Wednesday’s agreement between Premier Christy Clark and Alaska Gov. Bill Walker promising protection for shared environments from new mining developments on trans-boundary salmon rivers won’t quell the grassroots opposition swelling in the Northern U.S. state.
In fact, it might even make things more difficult for B.C.’s ambitious northwest development plans. Alaskan First Nations, fishing and environmental groups are already signalling a desire to trigger U.S. federal intervention through the International Joint Commission under the 1909 Boundary Waters Treaty.
What happened to the Northern Gateway and Keystone XL pipelines — once promoted as a sure thing to carry Alberta’s oilsands crude to tidewater — might serve as a cautionary examples.
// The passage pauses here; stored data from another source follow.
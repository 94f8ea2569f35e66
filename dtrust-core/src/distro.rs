//! Distribution identity from os-release

use crate::diagnostics::Diagnostics;
use crate::rootfs::{read_lines, rooted};
use serde::{Deserialize, Serialize};
use std::collections::HashMap;
use std::path::Path;

const UNKNOWN: &str = "unknown";

#[derive(Debug, Clone, Serialize, Deserialize, PartialEq, Eq)]
pub struct DistroInfo {
    pub id: String,
    pub version: String,
    #[serde(default)]
    pub like: Vec<String>,
    #[serde(default, skip_serializing_if = "Option::is_none")]
    pub pretty_name: Option<String>,
}

impl Default for DistroInfo {
    fn default() -> Self {
        Self {
            id: UNKNOWN.to_string(),
            version: UNKNOWN.to_string(),
            like: Vec::new(),
            pretty_name: None,
        }
    }
}

/// Read `etc/os-release`, falling back to `usr/lib/os-release`
pub fn detect(rootfs: &Path, diags: &mut Diagnostics) -> DistroInfo {
    let primary = rooted(rootfs, Path::new("/etc/os-release"));
    let fallback = rooted(rootfs, Path::new("/usr/lib/os-release"));

    let lines = if primary.exists() {
        read_lines(&primary, "distro", diags)
    } else {
        read_lines(&fallback, "distro", diags)
    };

    lines.map(|lines| parse_os_release(&lines)).unwrap_or_default()
}

/// Parse os-release `KEY=value` lines (values optionally quoted)
pub fn parse_os_release(lines: &[String]) -> DistroInfo {
    let fields: HashMap<&str, String> = lines
        .iter()
        .map(|line| line.trim())
        .filter(|line| !line.is_empty() && !line.starts_with('#'))
        .filter_map(|line| line.split_once('='))
        .map(|(key, value)| {
            let value = value.trim().trim_matches(|c| c == '"' || c == '\'');
            (key.trim(), value.to_string())
        })
        .collect();

    let non_empty = |key: &str| fields.get(key).filter(|v| !v.is_empty()).cloned();

    DistroInfo {
        id: non_empty("ID").unwrap_or_else(|| UNKNOWN.to_string()),
        version: non_empty("VERSION_ID").unwrap_or_else(|| UNKNOWN.to_string()),
        like: non_empty("ID_LIKE")
            .map(|v| v.split_whitespace().map(str::to_string).collect())
            .unwrap_or_default(),
        pretty_name: non_empty("PRETTY_NAME"),
    }
}

#[cfg(test)]
mod tests {
    use super::*;

    fn lines(text: &str) -> Vec<String> {
        text.lines().map(str::to_string).collect()
    }

    #[test]
    fn test_parse_quoted_values_and_like_list() {
        let info = parse_os_release(&lines(
            "NAME=\"Rocky Linux\"\nID=\"rocky\"\nID_LIKE=\"rhel centos fedora\"\nVERSION_ID=\"9.3\"\nPRETTY_NAME=\"Rocky Linux 9.3 (Blue Onyx)\"\n",
        ));
        assert_eq!(info.id, "rocky");
        assert_eq!(info.version, "9.3");
        assert_eq!(info.like, vec!["rhel", "centos", "fedora"]);
        assert_eq!(info.pretty_name.as_deref(), Some("Rocky Linux 9.3 (Blue Onyx)"));
    }

    #[test]
    fn test_rolling_release_without_version() {
        let info = parse_os_release(&lines("ID=arch\nBUILD_ID=rolling\n"));
        assert_eq!(info.id, "arch");
        assert_eq!(info.version, "unknown");
        assert!(info.like.is_empty());
    }
}
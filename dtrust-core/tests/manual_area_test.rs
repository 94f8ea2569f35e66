//! Manual install area inventory

mod common;

use anyhow::Result;
use common::{Rootfs, ELF_STUB};
use dtrust_core::manual::{EntryKind, ManualAreaReport, ManualAreaScanner, ScanDeadline, TruncationReason};
use dtrust_core::{DiagnosticKind, Diagnostics};
use pretty_assertions::assert_eq;
use std::time::Duration;

fn assert_stats_match_entries(report: &ManualAreaReport) {
    let entries = &report.entries;
    assert_eq!(report.stats.files, entries.len() as u64);
    assert_eq!(
        report.stats.world_writable,
        entries.iter().filter(|e| e.world_writable).count() as u64
    );
    assert_eq!(
        report.stats.elf_binaries,
        entries.iter().filter(|e| e.is_elf).count() as u64
    );
}

fn populate(root: &Rootfs) -> Result<()> {
    root.write_mode("/opt/vendor/bin/agent", ELF_STUB, 0o755)?;
    root.write_mode("/opt/vendor/bin/helper", ELF_STUB, 0o777)?;
    root.write_mode("/opt/vendor/README", "docs", 0o644)?;
    root.write_mode("/opt/vendor/share/data.json", "{}", 0o666)?;
    root.symlink("bin/agent", "/opt/vendor/agent")?;
    root.write_mode("/usr/local/bin/script", "#!/bin/sh\n", 0o755)?;
    Ok(())
}

#[test]
fn test_full_scan_counts() -> Result<()> {
    let root = Rootfs::new()?;
    populate(&root)?;

    let mut diags = Diagnostics::new();
    let scanner = ManualAreaScanner::new(root.path(), 100, ScanDeadline::unbounded(), &mut diags);
    let areas = scanner.scan_all(&["/usr/local", "/opt"], &mut diags);

    let keys: Vec<&String> = areas.keys().collect();
    assert_eq!(keys, vec!["/opt", "/usr/local"]);

    let opt = &areas["/opt"];
    assert!(opt.exists);
    assert!(!opt.truncated);
    assert_eq!(opt.stats.files, 5);
    assert_eq!(opt.stats.dirs, 3);
    assert_eq!(opt.stats.elf_binaries, 2);
    assert_eq!(opt.stats.world_writable, 2);
    assert_stats_match_entries(opt);

    let link = opt
        .entries
        .iter()
        .find(|e| e.kind == EntryKind::Symlink)
        .expect("symlink entry");
    assert_eq!(link.path, root.host("/opt/vendor/agent"));
    assert!(!link.is_elf);
    assert!(!link.world_writable);

    let helper = opt
        .entries
        .iter()
        .find(|e| e.path.ends_with("bin/helper"))
        .expect("helper entry");
    assert_eq!(helper.mode, "0777");
    assert!(helper.mtime_utc.is_some());

    assert_stats_match_entries(&areas["/usr/local"]);
    Ok(())
}

#[test]
fn test_entry_limit_truncates_consistently() -> Result<()> {
    let root = Rootfs::new()?;
    for i in 0..20 {
        root.write_mode(&format!("/opt/pkg/file{i:02}"), ELF_STUB, 0o777)?;
    }

    let mut diags = Diagnostics::new();
    let scanner = ManualAreaScanner::new(root.path(), 8, ScanDeadline::unbounded(), &mut diags);
    let report = scanner.scan_area("/opt", &mut diags);

    assert!(report.truncated);
    assert_eq!(report.truncation_reason, Some(TruncationReason::EntryLimit));
    assert_eq!(report.stats.files + report.stats.dirs, 8);
    assert_stats_match_entries(&report);
    assert_eq!(diags.count(DiagnosticKind::Exhausted), 1);
    Ok(())
}

#[test]
fn test_expired_deadline_returns_partial_report() -> Result<()> {
    let root = Rootfs::new()?;
    populate(&root)?;

    let mut diags = Diagnostics::new();
    let scanner = ManualAreaScanner::new(
        root.path(),
        100,
        ScanDeadline::after(Duration::ZERO),
        &mut diags,
    );
    let report = scanner.scan_area("/opt", &mut diags);

    assert!(report.truncated);
    assert_eq!(report.truncation_reason, Some(TruncationReason::Deadline));
    assert!(report.entries.is_empty());
    assert_stats_match_entries(&report);
    Ok(())
}

#[test]
fn test_missing_area_is_empty_not_error() -> Result<()> {
    let root = Rootfs::new()?;

    let mut diags = Diagnostics::new();
    let scanner = ManualAreaScanner::new(root.path(), 100, ScanDeadline::unbounded(), &mut diags);
    let report = scanner.scan_area("/opt", &mut diags);

    assert!(!report.exists);
    assert!(report.entries.is_empty());
    assert!(!report.truncated);
    assert!(diags.count(DiagnosticKind::Missing) >= 1);
    Ok(())
}

#[test]
fn test_owner_names_come_from_target_accounts() -> Result<()> {
    let root = Rootfs::new()?;
    root.write_mode("/opt/file", "x", 0o644)?;

    let meta = std::fs::metadata(root.host("/opt/file"))?;
    use std::os::unix::fs::MetadataExt;
    root.write(
        "/etc/passwd",
        format!("imageuser:x:{}:{}::/home/imageuser:/bin/sh\n", meta.uid(), meta.gid()),
    )?;
    root.write("/etc/group", format!("imagegroup:x:{}:\n", meta.gid()))?;

    let mut diags = Diagnostics::new();
    let scanner = ManualAreaScanner::new(root.path(), 100, ScanDeadline::unbounded(), &mut diags);
    let report = scanner.scan_area("/opt", &mut diags);

    assert_eq!(report.entries.len(), 1);
    assert_eq!(report.entries[0].owner, "imageuser:imagegroup");
    Ok(())
}
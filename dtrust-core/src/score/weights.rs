//! Scoring weights
//!
//! ## Configuration file
//!
//! ```yaml
//! floor: 10
//! weights:
//!   tier1:
//!     repo_gpgcheck_disabled_penalty: 5
//!   tier2:
//!     unsigned_per_package_penalty: 3
//!     unsigned_cap: 30
//!     shadowing_per_bin_penalty: 1
//!     shadowing_cap: 15
//! ```
//!
//! Every key is optional. A tier without a table, or a table missing some
//! keys, falls back to the built-in defaults for those keys. A cap set to
//! `null` removes the cap.

use crate::error::WeightsError;
use crate::report::Tier;
use serde::{Deserialize, Serialize};
use std::path::Path;
use tracing::{debug, info, warn};

/// Lowest score any report can receive
pub const DEFAULT_FLOOR: u8 = 10;

/// Per-signal weights for one tier
#[derive(Debug, Clone, Serialize, Deserialize, PartialEq)]
#[serde(default)]
pub struct TierWeights {
    pub repo_gpgcheck_disabled_penalty: f64,
    pub repo_plaintext_transport_penalty: f64,
    /// Cap on the sum of all repository penalties; uncapped by default
    pub repo_cap: Option<f64>,
    pub unsigned_per_package_penalty: f64,
    pub unsigned_cap: Option<f64>,
    pub shadowing_per_bin_penalty: f64,
    pub shadowing_cap: Option<f64>,
    pub manual_world_writable_per_file_penalty: f64,
    pub manual_world_writable_cap: Option<f64>,
    /// ELF count above which an area is penalized
    pub manual_elf_threshold: u64,
    pub manual_elf_penalty: f64,
}

impl Default for TierWeights {
    fn default() -> Self {
        Self {
            repo_gpgcheck_disabled_penalty: 5.0,
            repo_plaintext_transport_penalty: 2.0,
            repo_cap: None,
            unsigned_per_package_penalty: 3.0,
            unsigned_cap: Some(30.0),
            shadowing_per_bin_penalty: 1.0,
            shadowing_cap: Some(15.0),
            manual_world_writable_per_file_penalty: 1.0,
            manual_world_writable_cap: Some(10.0),
            manual_elf_threshold: 50,
            manual_elf_penalty: 5.0,
        }
    }
}

#[derive(Debug, Clone, Default, Serialize, Deserialize, PartialEq)]
pub struct TierTable {
    #[serde(default)]
    pub tier1: Option<TierWeights>,
    #[serde(default)]
    pub tier2: Option<TierWeights>,
}

/// Weight configuration for every tier plus the score floor
#[derive(Debug, Clone, Serialize, Deserialize, PartialEq)]
pub struct WeightConfig {
    #[serde(default = "default_floor")]
    pub floor: u8,
    #[serde(default)]
    pub weights: TierTable,
}

fn default_floor() -> u8 {
    DEFAULT_FLOOR
}

impl Default for WeightConfig {
    fn default() -> Self {
        Self {
            floor: DEFAULT_FLOOR,
            weights: TierTable::default(),
        }
    }
}

impl WeightConfig {
    /// Weights for `tier`, each tier reading only its own table
    pub fn for_tier(&self, tier: Tier) -> TierWeights {
        let table = match tier {
            Tier::One => &self.weights.tier1,
            Tier::Two => &self.weights.tier2,
        };
        table.clone().unwrap_or_default()
    }

    /// Configured floor if it lies in `1..=100`, the default otherwise
    pub fn effective_floor(&self) -> u8 {
        if (1..=100).contains(&self.floor) {
            self.floor
        } else {
            DEFAULT_FLOOR
        }
    }

    pub fn from_yaml_str(content: &str) -> Result<Self, serde_yaml_ng::Error> {
        if content.trim().is_empty() {
            return Ok(Self::default());
        }
        serde_yaml_ng::from_str(content)
    }

    pub fn from_file(path: &Path) -> Result<Self, WeightsError> {
        let content = std::fs::read_to_string(path).map_err(|source| WeightsError::Read {
            path: path.to_path_buf(),
            source,
        })?;
        let config = Self::from_yaml_str(&content).map_err(|source| WeightsError::Parse {
            path: path.to_path_buf(),
            source,
        })?;

        if config.effective_floor() != config.floor {
            warn!(
                "Floor {} in {} is outside 1..=100, using {}",
                config.floor,
                path.display(),
                DEFAULT_FLOOR
            );
        }
        Ok(config)
    }

    /// Load weights, never failing
    ///
    /// No path or a missing file gives the built-in defaults. A file that
    /// cannot be read or parsed is logged and also gives the defaults.
    pub fn load_or_default(path: Option<&Path>) -> Self {
        let Some(path) = path else {
            debug!("No weight configuration given, using built-in defaults");
            return Self::default();
        };
        if !path.exists() {
            debug!("Weight configuration {} not found, using built-in defaults", path.display());
            return Self::default();
        }

        match Self::from_file(path) {
            Ok(config) => {
                info!("Loaded scoring weights from {}", path.display());
                config
            }
            Err(e) => {
                warn!("{}: {}, using built-in defaults", e, error_source(&e));
                Self::default()
            }
        }
    }
}

fn error_source(e: &WeightsError) -> String {
    match e {
        WeightsError::Read { source, .. } => source.to_string(),
        WeightsError::Parse { source, .. } => source.to_string(),
    }
}

#[cfg(test)]
mod tests {
    use super::*;
    use pretty_assertions::assert_eq;
    use tempfile::TempDir;

    #[test]
    fn test_partial_tier_table_keeps_other_defaults() {
        let config = WeightConfig::from_yaml_str(
            "weights:\n  tier2:\n    shadowing_per_bin_penalty: 0.5\n    shadowing_cap: null\n",
        )
        .unwrap();

        let tier2 = config.for_tier(Tier::Two);
        assert_eq!(tier2.shadowing_per_bin_penalty, 0.5);
        assert_eq!(tier2.shadowing_cap, None);
        assert_eq!(tier2.unsigned_cap, Some(30.0));
        assert_eq!(config.floor, DEFAULT_FLOOR);
    }

    #[test]
    fn test_tier_one_does_not_read_tier_two_table() {
        let config = WeightConfig::from_yaml_str(
            "weights:\n  tier2:\n    repo_gpgcheck_disabled_penalty: 40\n",
        )
        .unwrap();

        assert_eq!(config.for_tier(Tier::One), TierWeights::default());
        assert_eq!(config.for_tier(Tier::Two).repo_gpgcheck_disabled_penalty, 40.0);
    }

    #[test]
    fn test_empty_document_is_default() {
        assert_eq!(WeightConfig::from_yaml_str("  \n").unwrap(), WeightConfig::default());
    }

    #[test]
    fn test_invalid_floor_uses_default() {
        let config = WeightConfig::from_yaml_str("floor: 0\n").unwrap();
        assert_eq!(config.effective_floor(), DEFAULT_FLOOR);

        let config = WeightConfig::from_yaml_str("floor: 25\n").unwrap();
        assert_eq!(config.effective_floor(), 25);
    }

    #[test]
    fn test_unparsable_file_falls_back() {
        let temp = TempDir::new().unwrap();
        let path = temp.path().join("scoring.yaml");
        std::fs::write(&path, "weights: [this is: not valid").unwrap();

        assert!(matches!(
            WeightConfig::from_file(&path),
            Err(WeightsError::Parse { .. })
        ));
        assert_eq!(WeightConfig::load_or_default(Some(&path)), WeightConfig::default());
    }

    #[test]
    fn test_missing_file_is_default() {
        let temp = TempDir::new().unwrap();
        let path = temp.path().join("absent.yaml");
        assert!(matches!(WeightConfig::from_file(&path), Err(WeightsError::Read { .. })));
        assert_eq!(WeightConfig::load_or_default(Some(&path)), WeightConfig::default());
        assert_eq!(WeightConfig::load_or_default(None), WeightConfig::default());
    }
}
And recent events in B.C. won’t up the credibility quotient for provincial promises.
Let’s see, in southern B.C. we have run-off that wasn’t supposed to be there flowing where it wasn’t supposed to go — into Shawnigan Lake — from a contaminated soil dump approved by the province on assurances that water shouldn’t, wouldn’t, couldn’t leave the site.
Environment Minister Mary Polak at first seemed to imply this wasn’t happening. Observers produced a video. The minister defaulted to the argument that even if water was coming off the site, it was safe.
Ministry officials then announced the province might suspend operations at the Cowichan Valley landfill.